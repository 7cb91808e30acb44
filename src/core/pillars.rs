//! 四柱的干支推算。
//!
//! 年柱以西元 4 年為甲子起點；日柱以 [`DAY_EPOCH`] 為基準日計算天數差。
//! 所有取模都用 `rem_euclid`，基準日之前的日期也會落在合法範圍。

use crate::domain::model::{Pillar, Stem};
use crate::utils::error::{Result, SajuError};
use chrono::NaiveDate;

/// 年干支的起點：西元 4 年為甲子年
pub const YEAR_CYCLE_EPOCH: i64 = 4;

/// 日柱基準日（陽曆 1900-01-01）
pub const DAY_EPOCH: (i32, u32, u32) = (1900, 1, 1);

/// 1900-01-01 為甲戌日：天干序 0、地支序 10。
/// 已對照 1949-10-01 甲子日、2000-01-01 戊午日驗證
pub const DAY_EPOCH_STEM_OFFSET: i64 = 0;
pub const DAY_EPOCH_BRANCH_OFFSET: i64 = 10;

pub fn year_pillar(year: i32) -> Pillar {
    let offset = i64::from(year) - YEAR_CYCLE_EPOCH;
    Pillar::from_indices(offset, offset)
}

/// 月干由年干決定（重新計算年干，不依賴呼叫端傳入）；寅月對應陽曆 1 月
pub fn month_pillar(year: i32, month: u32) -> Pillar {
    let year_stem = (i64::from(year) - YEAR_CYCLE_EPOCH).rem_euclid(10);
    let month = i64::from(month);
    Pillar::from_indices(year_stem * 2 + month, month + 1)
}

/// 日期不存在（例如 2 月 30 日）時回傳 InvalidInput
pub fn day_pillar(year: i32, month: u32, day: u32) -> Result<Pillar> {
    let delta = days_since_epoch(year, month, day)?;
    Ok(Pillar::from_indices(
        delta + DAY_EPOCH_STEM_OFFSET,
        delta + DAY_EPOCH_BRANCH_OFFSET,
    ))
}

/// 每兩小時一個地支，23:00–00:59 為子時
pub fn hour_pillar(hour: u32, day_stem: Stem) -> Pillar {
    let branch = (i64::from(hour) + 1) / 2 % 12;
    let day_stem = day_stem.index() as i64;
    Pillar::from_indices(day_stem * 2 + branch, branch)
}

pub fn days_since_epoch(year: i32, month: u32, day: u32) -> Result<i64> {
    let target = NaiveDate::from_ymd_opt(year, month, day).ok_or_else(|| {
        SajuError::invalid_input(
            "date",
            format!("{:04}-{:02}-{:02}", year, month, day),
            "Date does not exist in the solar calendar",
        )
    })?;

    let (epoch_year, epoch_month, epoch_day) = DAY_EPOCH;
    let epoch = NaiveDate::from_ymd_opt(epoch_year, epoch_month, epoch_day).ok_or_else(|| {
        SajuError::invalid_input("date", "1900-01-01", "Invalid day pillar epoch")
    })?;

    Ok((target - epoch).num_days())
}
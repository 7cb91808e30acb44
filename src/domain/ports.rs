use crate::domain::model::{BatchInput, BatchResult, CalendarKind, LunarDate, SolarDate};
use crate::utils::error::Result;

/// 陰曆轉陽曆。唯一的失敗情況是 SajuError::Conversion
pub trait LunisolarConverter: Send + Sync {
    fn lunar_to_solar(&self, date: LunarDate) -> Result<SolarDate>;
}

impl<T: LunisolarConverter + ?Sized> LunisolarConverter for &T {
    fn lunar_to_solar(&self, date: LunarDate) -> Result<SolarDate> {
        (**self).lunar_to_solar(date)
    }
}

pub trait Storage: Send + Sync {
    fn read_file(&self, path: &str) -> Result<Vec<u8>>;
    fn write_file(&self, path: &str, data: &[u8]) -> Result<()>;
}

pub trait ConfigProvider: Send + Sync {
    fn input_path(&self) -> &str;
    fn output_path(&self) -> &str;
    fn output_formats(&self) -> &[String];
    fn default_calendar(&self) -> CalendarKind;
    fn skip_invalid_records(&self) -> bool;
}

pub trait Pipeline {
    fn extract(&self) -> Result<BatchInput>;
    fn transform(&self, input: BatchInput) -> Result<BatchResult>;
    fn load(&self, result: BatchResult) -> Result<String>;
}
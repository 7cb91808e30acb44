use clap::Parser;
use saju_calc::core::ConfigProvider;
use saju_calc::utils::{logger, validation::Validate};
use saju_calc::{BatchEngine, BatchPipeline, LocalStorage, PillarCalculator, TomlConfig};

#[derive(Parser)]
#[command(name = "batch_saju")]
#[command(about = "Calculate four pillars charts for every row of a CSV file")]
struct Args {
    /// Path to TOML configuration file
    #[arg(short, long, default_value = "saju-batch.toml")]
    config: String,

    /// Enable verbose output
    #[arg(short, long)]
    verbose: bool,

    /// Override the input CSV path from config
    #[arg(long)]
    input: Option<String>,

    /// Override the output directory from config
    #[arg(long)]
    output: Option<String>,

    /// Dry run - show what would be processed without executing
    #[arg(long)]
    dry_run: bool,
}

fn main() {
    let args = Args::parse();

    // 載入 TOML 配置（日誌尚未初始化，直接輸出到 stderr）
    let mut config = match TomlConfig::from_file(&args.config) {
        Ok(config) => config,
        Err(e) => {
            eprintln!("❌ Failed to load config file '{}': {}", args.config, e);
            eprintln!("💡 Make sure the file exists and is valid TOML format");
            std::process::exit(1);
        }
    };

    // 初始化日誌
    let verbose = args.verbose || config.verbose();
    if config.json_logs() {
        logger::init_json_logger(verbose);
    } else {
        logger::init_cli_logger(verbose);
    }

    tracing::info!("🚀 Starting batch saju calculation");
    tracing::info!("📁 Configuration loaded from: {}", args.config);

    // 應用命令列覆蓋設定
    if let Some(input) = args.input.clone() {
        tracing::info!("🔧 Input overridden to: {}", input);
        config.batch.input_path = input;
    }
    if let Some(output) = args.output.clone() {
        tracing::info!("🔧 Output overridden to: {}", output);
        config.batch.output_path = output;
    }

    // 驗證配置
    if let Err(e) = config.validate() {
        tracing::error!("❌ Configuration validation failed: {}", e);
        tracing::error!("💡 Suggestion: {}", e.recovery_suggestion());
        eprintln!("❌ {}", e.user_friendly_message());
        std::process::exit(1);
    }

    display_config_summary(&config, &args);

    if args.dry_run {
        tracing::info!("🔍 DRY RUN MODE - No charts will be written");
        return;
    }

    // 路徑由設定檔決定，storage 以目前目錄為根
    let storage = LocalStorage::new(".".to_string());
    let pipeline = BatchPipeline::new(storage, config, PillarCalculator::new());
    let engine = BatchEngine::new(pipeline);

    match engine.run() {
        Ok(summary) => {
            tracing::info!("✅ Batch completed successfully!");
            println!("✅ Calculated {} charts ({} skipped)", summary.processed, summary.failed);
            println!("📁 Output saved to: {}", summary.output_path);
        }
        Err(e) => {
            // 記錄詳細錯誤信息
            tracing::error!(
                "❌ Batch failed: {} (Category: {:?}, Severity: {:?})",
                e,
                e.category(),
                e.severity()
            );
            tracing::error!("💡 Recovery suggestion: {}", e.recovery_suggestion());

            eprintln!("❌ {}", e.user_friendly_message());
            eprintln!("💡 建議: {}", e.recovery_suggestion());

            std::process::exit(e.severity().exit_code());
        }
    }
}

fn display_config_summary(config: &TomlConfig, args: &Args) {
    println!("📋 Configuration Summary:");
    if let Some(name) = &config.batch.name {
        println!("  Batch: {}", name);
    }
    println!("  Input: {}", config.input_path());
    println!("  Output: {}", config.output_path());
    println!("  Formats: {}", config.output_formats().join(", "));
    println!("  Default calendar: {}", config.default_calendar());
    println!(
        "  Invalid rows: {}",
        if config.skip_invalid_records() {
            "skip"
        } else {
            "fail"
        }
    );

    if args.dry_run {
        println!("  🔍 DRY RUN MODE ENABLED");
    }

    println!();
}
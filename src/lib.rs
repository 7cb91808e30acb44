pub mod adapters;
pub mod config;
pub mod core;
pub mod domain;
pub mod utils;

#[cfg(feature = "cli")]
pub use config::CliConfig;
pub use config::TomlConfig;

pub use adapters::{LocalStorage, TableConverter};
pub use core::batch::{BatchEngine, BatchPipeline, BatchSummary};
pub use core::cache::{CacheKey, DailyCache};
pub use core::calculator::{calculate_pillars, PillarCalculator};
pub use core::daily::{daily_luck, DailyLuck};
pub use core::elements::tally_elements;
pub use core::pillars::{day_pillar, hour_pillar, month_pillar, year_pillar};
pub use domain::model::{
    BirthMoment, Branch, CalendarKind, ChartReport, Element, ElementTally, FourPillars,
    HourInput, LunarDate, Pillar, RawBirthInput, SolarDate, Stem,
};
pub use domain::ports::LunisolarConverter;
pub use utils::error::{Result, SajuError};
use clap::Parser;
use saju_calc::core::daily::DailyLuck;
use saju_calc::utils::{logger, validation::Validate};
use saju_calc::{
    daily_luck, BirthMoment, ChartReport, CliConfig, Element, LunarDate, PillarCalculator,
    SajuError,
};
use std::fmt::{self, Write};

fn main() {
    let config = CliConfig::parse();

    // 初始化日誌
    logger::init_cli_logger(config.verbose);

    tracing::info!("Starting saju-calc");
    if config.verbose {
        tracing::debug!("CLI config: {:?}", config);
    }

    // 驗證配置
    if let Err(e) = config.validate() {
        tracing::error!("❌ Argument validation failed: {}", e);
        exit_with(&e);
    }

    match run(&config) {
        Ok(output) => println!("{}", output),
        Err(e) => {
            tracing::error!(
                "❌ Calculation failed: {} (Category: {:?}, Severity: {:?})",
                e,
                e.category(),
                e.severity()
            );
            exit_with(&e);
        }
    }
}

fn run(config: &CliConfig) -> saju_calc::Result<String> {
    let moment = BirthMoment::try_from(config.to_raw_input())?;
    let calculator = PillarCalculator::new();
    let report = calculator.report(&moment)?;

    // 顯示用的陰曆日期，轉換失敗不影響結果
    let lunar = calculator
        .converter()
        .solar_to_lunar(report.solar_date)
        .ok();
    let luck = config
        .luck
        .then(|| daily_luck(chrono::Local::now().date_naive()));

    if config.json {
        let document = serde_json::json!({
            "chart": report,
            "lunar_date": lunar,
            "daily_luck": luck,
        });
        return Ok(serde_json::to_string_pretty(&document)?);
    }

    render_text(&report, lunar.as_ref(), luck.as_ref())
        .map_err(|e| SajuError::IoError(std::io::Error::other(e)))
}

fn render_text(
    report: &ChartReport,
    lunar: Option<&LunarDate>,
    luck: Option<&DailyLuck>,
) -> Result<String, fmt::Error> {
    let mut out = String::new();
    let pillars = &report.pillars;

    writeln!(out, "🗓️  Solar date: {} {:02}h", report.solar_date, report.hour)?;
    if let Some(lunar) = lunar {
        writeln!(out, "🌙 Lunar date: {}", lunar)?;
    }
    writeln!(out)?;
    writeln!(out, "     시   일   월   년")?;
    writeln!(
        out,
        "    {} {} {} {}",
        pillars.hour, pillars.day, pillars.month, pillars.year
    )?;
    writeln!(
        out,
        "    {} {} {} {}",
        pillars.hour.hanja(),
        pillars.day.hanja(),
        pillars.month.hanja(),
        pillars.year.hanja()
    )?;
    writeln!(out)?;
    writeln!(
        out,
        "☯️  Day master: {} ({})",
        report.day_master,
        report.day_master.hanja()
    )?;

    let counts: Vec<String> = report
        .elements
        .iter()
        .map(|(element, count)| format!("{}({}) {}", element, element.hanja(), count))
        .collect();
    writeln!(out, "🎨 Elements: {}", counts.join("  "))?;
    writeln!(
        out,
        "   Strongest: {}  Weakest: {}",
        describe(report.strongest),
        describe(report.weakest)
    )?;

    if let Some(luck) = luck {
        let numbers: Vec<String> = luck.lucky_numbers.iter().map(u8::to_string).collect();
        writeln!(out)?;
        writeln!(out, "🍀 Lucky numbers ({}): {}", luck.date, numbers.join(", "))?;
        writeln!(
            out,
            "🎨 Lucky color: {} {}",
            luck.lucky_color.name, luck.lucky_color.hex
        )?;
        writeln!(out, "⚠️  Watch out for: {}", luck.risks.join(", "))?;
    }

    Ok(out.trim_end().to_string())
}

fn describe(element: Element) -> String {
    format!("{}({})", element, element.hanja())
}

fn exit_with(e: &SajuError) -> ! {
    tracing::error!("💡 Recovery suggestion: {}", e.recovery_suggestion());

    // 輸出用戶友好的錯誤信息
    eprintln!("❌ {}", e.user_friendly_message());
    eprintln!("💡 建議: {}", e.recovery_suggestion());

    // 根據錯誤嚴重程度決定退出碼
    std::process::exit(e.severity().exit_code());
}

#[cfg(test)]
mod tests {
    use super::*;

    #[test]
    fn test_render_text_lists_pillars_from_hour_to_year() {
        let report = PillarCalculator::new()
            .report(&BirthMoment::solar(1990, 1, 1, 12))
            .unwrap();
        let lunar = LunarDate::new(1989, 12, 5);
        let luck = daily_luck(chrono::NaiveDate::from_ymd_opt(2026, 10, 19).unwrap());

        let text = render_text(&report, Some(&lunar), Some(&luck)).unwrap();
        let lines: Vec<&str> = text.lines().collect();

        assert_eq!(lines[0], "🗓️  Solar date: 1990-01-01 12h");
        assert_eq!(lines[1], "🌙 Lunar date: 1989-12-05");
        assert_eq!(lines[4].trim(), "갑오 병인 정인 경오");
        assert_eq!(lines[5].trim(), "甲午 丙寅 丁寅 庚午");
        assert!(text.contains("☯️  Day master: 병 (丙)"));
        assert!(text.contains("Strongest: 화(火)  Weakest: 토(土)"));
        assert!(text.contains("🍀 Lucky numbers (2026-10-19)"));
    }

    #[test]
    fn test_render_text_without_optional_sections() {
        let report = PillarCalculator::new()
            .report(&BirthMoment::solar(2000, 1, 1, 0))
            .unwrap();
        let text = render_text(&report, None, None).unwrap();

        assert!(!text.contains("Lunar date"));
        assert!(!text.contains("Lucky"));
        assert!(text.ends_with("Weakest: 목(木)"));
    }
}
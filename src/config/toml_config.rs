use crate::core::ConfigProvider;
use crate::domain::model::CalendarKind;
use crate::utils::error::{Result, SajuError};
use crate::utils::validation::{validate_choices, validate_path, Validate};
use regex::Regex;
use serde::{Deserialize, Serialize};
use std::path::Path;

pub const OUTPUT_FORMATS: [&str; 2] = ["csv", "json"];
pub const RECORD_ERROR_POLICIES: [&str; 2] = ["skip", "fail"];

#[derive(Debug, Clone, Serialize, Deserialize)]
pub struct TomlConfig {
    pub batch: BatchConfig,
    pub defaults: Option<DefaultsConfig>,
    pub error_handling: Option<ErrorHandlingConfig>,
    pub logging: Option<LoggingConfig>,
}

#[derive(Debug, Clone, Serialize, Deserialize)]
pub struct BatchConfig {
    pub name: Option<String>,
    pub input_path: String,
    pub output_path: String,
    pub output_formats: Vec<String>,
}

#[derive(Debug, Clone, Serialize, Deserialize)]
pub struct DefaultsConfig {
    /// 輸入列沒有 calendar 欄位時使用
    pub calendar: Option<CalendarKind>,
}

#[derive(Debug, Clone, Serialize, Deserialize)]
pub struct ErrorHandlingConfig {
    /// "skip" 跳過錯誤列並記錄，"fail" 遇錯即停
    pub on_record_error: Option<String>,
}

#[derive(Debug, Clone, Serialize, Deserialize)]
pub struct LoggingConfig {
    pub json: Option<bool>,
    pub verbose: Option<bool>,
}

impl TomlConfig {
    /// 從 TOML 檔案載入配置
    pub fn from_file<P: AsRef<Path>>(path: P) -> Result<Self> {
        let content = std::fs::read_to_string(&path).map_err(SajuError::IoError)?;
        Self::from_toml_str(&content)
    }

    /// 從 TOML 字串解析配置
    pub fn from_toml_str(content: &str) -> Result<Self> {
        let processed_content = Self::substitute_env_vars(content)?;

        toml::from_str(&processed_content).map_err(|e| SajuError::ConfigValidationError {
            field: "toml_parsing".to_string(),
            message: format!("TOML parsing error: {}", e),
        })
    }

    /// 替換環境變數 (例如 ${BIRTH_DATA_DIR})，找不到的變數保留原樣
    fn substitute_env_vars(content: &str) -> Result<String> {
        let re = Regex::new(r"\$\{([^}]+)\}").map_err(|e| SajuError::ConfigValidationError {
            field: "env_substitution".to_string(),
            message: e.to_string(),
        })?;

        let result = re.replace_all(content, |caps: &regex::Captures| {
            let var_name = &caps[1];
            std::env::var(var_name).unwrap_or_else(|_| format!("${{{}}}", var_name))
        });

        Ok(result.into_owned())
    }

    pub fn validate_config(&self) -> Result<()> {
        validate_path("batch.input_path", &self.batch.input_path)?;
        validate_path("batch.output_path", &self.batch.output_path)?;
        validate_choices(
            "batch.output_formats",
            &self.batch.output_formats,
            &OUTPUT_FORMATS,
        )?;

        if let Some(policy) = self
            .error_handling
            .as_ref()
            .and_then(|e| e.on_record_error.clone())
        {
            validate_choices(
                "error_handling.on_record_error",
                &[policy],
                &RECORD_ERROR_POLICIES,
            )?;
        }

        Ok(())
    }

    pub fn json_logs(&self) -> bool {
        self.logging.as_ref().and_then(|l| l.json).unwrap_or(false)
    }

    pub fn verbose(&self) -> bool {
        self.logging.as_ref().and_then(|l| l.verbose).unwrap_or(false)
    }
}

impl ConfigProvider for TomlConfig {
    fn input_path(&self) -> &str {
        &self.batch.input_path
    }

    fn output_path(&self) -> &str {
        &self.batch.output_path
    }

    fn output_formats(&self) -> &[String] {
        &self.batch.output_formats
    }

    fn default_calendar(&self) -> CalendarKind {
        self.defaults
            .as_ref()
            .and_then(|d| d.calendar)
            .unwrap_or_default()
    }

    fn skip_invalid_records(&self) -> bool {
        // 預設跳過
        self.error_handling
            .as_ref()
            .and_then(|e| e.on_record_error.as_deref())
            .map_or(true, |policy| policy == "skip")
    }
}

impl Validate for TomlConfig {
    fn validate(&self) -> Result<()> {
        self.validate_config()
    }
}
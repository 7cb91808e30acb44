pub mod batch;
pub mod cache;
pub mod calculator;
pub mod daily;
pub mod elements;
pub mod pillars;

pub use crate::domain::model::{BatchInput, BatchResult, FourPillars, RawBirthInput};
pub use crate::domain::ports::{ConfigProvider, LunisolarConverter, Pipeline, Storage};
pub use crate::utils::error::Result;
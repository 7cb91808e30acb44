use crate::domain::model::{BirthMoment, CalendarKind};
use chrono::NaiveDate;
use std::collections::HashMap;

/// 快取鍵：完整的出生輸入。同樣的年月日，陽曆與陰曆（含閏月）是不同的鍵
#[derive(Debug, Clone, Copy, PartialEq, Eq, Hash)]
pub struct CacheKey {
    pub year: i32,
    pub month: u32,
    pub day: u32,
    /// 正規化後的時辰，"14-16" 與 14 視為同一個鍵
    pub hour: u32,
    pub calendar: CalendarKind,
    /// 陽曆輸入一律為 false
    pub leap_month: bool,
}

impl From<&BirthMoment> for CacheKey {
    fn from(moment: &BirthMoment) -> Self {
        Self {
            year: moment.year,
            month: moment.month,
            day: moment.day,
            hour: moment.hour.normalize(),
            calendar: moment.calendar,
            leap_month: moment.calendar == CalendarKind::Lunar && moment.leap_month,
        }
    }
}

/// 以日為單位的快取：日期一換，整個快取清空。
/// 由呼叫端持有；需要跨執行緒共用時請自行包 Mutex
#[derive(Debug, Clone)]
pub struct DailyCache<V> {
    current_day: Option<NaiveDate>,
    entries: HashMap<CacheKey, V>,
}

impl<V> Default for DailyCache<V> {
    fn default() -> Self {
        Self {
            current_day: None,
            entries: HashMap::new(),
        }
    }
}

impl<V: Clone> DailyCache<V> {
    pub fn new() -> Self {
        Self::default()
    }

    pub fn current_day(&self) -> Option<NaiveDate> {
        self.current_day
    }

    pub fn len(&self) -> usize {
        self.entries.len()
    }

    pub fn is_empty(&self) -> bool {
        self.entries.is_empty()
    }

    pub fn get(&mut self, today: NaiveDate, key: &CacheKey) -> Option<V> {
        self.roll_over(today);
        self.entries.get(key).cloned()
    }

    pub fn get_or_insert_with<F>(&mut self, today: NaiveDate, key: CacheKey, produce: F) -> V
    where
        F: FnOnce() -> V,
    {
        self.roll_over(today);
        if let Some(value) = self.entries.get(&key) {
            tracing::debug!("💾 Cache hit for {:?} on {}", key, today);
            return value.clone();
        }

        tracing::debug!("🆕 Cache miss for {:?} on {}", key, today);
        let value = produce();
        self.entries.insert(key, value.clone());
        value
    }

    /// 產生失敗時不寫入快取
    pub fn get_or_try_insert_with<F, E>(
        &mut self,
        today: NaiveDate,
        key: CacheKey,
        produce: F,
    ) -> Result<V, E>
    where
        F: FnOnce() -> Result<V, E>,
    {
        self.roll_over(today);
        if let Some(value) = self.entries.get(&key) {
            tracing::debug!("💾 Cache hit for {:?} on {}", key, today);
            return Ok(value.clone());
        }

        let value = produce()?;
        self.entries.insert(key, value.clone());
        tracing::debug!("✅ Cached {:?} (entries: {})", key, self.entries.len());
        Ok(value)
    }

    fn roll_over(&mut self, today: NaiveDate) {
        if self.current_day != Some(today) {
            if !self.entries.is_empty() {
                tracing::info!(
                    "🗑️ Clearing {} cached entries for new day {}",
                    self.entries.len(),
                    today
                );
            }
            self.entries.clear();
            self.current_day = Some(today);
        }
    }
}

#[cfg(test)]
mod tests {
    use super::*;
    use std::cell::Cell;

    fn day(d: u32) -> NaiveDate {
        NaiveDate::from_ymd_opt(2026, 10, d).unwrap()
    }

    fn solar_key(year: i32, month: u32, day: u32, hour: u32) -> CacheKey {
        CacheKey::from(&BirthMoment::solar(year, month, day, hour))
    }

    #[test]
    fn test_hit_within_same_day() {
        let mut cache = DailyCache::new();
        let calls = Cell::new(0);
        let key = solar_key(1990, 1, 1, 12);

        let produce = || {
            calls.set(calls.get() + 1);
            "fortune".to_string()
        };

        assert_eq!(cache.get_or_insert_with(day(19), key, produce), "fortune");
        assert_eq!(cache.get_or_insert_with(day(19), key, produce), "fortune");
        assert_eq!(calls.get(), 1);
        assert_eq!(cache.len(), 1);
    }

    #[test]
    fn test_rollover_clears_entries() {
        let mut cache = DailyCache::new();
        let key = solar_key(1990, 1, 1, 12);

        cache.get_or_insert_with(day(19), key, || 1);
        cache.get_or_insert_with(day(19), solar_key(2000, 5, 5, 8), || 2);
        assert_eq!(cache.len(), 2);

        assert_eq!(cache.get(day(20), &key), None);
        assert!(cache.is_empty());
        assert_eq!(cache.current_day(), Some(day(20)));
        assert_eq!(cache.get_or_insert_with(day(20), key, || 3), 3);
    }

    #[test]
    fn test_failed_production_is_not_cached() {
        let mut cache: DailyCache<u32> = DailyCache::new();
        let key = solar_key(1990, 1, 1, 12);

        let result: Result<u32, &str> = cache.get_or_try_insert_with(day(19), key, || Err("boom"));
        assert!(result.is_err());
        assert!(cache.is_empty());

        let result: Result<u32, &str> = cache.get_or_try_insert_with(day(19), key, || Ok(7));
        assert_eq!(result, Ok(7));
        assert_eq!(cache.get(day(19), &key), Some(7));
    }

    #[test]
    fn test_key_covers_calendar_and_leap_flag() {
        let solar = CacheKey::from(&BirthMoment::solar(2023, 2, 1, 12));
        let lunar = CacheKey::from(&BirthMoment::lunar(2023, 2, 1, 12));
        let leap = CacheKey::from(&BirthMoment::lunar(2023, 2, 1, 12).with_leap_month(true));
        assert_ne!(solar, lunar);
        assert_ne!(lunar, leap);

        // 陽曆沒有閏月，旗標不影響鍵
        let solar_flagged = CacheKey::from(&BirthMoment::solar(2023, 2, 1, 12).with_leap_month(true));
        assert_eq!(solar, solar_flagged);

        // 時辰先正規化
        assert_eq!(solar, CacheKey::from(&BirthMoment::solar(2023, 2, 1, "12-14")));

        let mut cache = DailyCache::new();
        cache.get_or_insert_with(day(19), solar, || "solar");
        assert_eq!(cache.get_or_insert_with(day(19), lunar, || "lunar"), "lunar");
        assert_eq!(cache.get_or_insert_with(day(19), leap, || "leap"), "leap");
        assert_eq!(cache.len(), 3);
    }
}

*****

- _Prompt_: Your answer must be the lines above, unchanged, from the first one through the line that holds "pub fn hour_pillar(hour: u32, day_stem: Stem)", inclusive, and no others.

- _Result_:
repository 7cb91808e30acb44
filename src/core/pillars.rs
//! 四柱的干支推算。
//!
//! 年柱以西元 4 年為甲子起點；日柱以 [`DAY_EPOCH`] 為基準日計算天數差。
//! 所有取模都用 `rem_euclid`，基準日之前的日期也會落在合法範圍。

use crate::domain::model::{Pillar, Stem};
use crate::utils::error::{Result, SajuError};
use chrono::NaiveDate;

/// 年干支的起點：西元 4 年為甲子年
pub const YEAR_CYCLE_EPOCH: i64 = 4;

/// 日柱基準日（陽曆 1900-01-01）
pub const DAY_EPOCH: (i32, u32, u32) = (1900, 1, 1);

/// 1900-01-01 為甲戌日：天干序 0、地支序 10。
/// 已對照 1949-10-01 甲子日、2000-01-01 戊午日驗證
pub const DAY_EPOCH_STEM_OFFSET: i64 = 0;
pub const DAY_EPOCH_BRANCH_OFFSET: i64 = 10;

pub fn year_pillar(year: i32) -> Pillar {
    let offset = i64::from(year) - YEAR_CYCLE_EPOCH;
    Pillar::from_indices(offset, offset)
}

/// 月干由年干決定（重新計算年干，不依賴呼叫端傳入）；寅月對應陽曆 1 月
pub fn month_pillar(year: i32, month: u32) -> Pillar {
    let year_stem = (i64::from(year) - YEAR_CYCLE_EPOCH).rem_euclid(10);
    let month = i64::from(month);
    Pillar::from_indices(year_stem * 2 + month, month + 1)
}

/// 日期不存在（例如 2 月 30 日）時回傳 InvalidInput
pub fn day_pillar(year: i32, month: u32, day: u32) -> Result<Pillar> {
    let delta = days_since_epoch(year, month, day)?;
    Ok(Pillar::from_indices(
        delta + DAY_EPOCH_STEM_OFFSET,
        delta + DAY_EPOCH_BRANCH_OFFSET,
    ))
}

/// 每兩小時一個地支，23:00–00:59 為子時
pub fn hour_pillar(hour: u32, day_stem: Stem) -> Pillar {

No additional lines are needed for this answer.